Data excerpts:
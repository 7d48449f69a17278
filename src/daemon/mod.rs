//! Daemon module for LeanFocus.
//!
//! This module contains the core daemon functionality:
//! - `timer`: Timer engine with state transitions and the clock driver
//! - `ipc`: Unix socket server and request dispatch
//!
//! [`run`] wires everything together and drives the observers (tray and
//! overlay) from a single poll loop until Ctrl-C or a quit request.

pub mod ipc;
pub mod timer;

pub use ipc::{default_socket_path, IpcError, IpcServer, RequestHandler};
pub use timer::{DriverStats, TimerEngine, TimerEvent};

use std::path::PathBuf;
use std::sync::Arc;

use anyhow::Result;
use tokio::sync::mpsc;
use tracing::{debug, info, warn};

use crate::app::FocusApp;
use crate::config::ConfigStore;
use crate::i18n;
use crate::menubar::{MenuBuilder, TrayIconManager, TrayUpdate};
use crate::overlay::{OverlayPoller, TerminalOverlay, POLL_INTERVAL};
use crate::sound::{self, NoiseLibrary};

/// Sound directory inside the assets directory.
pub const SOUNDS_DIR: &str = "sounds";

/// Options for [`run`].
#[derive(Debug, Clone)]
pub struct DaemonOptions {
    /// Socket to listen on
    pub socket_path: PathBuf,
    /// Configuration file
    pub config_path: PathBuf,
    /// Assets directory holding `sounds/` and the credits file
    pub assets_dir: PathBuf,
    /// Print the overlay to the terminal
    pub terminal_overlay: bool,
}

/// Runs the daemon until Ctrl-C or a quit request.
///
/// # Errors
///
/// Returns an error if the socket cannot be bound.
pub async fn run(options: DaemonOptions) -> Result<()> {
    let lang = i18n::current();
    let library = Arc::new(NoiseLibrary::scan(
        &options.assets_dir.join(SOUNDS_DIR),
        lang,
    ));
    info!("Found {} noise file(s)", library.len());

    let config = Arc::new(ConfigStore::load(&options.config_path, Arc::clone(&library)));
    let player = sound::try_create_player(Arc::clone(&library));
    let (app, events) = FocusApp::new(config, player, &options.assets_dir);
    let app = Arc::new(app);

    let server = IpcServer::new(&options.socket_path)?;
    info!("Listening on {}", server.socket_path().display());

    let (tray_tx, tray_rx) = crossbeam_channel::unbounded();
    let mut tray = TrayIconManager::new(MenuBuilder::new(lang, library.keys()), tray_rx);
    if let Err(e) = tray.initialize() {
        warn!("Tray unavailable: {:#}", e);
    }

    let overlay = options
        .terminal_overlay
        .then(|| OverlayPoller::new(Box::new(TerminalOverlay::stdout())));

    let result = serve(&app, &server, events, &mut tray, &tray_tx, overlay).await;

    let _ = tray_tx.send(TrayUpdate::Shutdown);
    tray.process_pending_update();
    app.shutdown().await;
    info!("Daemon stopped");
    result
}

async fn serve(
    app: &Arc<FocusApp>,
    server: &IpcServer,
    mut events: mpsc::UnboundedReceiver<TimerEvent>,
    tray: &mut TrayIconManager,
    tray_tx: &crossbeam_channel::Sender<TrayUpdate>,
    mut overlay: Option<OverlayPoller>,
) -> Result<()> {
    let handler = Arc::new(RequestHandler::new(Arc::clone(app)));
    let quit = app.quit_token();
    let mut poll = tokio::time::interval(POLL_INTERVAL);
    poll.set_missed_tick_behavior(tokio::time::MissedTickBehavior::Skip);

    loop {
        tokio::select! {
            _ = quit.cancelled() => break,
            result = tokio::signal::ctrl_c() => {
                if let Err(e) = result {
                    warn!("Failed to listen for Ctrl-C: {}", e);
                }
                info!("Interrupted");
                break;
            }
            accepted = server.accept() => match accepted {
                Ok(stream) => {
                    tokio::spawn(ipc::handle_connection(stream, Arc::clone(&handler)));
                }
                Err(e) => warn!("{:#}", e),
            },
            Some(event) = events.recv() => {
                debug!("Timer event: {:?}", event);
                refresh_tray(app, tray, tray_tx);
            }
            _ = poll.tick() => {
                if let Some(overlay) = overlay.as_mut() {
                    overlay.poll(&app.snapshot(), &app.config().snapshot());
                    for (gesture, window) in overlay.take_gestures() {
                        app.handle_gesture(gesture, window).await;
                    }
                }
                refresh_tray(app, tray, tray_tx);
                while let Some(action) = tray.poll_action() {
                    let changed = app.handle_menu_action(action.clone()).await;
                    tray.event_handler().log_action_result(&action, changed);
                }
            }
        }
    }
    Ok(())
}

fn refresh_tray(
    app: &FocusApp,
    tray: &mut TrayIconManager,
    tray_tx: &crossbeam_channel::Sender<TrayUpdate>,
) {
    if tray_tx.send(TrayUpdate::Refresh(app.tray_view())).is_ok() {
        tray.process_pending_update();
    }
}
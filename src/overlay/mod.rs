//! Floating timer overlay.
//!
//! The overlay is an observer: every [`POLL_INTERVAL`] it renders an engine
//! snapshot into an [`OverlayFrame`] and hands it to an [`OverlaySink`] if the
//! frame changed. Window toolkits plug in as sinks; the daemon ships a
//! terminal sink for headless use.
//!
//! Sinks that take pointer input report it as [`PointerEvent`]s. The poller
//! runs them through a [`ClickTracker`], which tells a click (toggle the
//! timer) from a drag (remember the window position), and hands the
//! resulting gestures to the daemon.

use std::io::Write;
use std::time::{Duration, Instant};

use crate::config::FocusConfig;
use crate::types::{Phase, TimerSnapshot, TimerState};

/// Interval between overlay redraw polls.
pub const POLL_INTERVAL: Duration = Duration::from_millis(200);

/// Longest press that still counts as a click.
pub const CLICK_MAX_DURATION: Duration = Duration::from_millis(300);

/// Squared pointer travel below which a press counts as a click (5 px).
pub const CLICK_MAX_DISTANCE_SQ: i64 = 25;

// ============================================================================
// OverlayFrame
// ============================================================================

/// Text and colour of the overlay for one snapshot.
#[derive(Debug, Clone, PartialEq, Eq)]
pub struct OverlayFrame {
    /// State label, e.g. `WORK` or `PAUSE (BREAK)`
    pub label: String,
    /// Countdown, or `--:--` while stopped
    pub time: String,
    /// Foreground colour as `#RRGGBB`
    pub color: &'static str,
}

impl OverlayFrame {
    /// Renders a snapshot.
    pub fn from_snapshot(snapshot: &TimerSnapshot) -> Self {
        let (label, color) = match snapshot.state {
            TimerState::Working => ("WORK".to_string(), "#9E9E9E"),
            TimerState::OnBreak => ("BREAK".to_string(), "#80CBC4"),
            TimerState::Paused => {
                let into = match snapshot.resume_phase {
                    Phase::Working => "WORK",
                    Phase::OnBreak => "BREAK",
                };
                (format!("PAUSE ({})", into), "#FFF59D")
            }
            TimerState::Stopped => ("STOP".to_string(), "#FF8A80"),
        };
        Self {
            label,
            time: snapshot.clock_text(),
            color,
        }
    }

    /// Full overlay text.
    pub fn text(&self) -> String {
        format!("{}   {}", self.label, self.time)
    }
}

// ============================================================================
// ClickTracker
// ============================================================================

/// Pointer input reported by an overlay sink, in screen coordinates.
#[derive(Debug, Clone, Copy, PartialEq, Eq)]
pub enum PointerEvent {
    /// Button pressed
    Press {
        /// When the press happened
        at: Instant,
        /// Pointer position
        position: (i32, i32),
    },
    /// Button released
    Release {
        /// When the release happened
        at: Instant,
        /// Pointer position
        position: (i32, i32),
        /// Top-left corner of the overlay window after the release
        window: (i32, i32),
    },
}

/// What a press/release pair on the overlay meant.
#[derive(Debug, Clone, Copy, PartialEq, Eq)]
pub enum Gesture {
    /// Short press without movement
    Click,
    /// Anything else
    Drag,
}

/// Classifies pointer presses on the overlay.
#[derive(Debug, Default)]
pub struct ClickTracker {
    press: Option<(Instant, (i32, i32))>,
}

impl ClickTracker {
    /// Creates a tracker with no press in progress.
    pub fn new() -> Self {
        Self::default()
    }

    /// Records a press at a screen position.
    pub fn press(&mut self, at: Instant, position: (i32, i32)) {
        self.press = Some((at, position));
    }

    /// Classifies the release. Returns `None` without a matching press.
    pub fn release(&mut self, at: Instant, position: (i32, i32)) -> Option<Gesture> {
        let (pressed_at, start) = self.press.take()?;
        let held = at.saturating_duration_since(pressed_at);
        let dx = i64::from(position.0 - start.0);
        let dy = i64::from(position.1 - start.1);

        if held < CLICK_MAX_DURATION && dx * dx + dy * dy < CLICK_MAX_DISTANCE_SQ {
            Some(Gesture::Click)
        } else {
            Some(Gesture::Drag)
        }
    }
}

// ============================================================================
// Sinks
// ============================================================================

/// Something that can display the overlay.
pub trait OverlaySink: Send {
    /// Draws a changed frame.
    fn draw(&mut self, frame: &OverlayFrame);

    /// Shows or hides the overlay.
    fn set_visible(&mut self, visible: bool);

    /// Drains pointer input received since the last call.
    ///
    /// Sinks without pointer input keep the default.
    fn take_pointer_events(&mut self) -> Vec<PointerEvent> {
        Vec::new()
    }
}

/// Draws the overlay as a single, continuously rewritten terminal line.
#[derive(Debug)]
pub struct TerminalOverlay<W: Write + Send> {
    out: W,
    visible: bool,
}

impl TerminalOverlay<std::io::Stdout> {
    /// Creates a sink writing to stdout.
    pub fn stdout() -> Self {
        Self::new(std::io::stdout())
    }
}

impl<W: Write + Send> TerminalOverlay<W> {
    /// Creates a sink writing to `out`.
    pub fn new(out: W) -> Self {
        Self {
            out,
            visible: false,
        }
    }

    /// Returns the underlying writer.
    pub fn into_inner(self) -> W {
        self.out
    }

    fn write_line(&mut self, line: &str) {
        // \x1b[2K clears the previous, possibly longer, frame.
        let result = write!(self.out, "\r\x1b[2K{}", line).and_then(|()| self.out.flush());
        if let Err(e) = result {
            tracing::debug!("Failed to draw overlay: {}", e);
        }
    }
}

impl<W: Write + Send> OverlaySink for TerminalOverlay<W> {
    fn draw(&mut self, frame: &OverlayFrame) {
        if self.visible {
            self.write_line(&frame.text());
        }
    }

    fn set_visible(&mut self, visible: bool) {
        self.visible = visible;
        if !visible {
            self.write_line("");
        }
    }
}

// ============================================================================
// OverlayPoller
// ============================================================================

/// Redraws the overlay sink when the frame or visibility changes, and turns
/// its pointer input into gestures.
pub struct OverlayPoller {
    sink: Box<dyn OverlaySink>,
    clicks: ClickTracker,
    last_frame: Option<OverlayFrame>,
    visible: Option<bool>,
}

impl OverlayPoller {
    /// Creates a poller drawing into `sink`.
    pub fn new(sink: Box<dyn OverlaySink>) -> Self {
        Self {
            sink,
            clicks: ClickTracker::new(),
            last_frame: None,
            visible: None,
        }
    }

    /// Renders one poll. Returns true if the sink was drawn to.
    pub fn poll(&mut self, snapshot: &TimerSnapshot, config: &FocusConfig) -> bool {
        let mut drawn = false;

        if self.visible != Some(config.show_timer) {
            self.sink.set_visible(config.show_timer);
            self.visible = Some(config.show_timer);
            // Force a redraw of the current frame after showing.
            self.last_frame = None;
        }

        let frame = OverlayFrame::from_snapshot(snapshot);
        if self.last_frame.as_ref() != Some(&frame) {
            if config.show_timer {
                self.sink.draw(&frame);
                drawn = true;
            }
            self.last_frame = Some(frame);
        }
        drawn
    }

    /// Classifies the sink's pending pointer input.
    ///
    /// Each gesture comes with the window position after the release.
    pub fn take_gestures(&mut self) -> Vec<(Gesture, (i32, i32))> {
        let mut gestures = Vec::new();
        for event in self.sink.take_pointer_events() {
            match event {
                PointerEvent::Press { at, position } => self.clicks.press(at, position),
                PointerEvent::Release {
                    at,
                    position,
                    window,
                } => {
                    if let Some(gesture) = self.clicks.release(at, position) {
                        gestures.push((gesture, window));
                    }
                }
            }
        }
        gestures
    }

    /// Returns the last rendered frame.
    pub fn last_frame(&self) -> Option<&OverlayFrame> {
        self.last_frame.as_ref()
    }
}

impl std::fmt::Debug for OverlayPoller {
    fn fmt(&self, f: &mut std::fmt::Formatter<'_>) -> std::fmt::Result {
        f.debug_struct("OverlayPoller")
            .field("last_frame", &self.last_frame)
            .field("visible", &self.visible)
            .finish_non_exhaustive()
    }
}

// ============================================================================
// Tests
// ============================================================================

==

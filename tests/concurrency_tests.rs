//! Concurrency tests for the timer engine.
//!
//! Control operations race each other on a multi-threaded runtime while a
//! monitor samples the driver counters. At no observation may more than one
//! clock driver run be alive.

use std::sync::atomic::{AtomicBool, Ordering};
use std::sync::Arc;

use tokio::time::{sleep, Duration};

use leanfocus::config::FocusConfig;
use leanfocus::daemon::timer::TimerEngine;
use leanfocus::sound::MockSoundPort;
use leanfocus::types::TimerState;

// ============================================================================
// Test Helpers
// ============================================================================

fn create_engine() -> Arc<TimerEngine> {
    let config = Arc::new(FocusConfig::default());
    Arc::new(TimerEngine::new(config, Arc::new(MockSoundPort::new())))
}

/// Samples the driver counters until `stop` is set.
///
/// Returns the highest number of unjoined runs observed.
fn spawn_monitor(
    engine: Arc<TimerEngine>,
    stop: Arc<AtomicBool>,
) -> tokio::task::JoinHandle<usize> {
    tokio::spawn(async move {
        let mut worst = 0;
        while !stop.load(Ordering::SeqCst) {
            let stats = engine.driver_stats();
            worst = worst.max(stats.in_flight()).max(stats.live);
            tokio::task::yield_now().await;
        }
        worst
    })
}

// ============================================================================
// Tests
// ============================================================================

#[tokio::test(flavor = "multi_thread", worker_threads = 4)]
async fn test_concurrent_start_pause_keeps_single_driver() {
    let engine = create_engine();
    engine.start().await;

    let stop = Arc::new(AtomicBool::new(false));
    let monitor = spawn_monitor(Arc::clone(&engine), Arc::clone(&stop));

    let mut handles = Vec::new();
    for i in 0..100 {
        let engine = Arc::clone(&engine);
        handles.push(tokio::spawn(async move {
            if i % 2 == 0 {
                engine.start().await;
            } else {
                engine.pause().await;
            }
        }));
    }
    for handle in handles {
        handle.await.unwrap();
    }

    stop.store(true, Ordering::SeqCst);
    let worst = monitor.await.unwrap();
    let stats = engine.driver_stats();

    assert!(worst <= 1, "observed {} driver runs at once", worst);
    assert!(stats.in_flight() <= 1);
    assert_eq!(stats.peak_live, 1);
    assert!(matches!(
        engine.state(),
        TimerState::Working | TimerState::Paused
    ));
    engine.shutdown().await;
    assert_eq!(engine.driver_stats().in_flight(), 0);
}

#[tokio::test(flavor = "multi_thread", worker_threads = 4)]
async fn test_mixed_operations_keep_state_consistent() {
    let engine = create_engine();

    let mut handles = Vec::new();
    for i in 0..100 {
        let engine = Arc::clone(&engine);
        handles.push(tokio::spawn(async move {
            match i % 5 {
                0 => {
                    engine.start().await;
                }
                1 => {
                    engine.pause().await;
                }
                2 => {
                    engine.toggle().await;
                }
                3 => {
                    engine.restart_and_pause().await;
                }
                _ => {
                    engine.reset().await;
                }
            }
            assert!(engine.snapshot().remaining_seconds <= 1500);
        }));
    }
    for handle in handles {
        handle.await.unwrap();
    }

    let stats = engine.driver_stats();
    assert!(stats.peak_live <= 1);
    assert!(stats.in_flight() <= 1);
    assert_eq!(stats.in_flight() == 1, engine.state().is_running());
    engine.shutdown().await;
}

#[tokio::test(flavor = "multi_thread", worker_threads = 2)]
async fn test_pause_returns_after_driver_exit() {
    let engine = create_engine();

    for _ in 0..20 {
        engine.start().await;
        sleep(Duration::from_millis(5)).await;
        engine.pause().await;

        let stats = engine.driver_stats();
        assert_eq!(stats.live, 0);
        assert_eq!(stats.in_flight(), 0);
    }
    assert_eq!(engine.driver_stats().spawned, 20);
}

Task prompt:
Which lines hold the word "input"? Copy each of them from the records.

Solution to the problem:
//! Sinks that take pointer input report it as [`PointerEvent`]s. The poller
/// Pointer input reported by an overlay sink, in screen coordinates.
    /// Drains pointer input received since the last call.
    /// Sinks without pointer input keep the default.
/// its pointer input into gestures.
    /// Classifies the sink's pending pointer input.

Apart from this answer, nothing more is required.